My Thumbelina was one of the illustrations that were very much in-demand on the opening day of my solo show at the Crucible Gallery in 2001. Four art collectors wanted to acquire it. One of them was my former UST High School classmate and now Meralco President Atty. Ray Espinosa. But Thumbelina was already reserved for and eventually acquired by Mark Yap, who also added the book's cover art, "The Little Mermaid", to his collection.

Incidentally, I was truly expecting Reni to choose Thumbelina to be the cover art for the book "Once Upon a Time".  But she chose The Little Mermaid instead. Which is not a bad choice, come to think of it.

Thumbelina had been illustrated by many illustrious artists, both past and present. The most notable ones in my opinion were those done by, well, the British Wayne Anderson, the  Russian Gennady Spirin, the Ukrainian Galya Zinko, and the Austrian Lisbeth Zwerger.

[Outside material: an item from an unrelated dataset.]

//! # Storage Module
//!
//! Deferred wrappers around caller-supplied cache and network operations.

pub mod function;

pub use function::{Continuation, StorageFunction, WriteBackFunction};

Since it took me around three weeks to finish each illustration for "Once Upon a Time", I completed the eleven illustrations for the book only after about a year. That's a veritable snail's pace, I would concede, especially when compared to the pace of other Filipino illustrators who can finish a book in one month. 

But I can't help it, being the obsessive-compulsive person that I am, who won't declare an artwork done until I saw that it won't compare too unfavorably with the works of the illustrators I admire.

(Photo collage below shows, clockwise from top left, illustrations by Wayne Anderson, Gennady Spirin, Galya Zinko, and Lisbeth Zwerger)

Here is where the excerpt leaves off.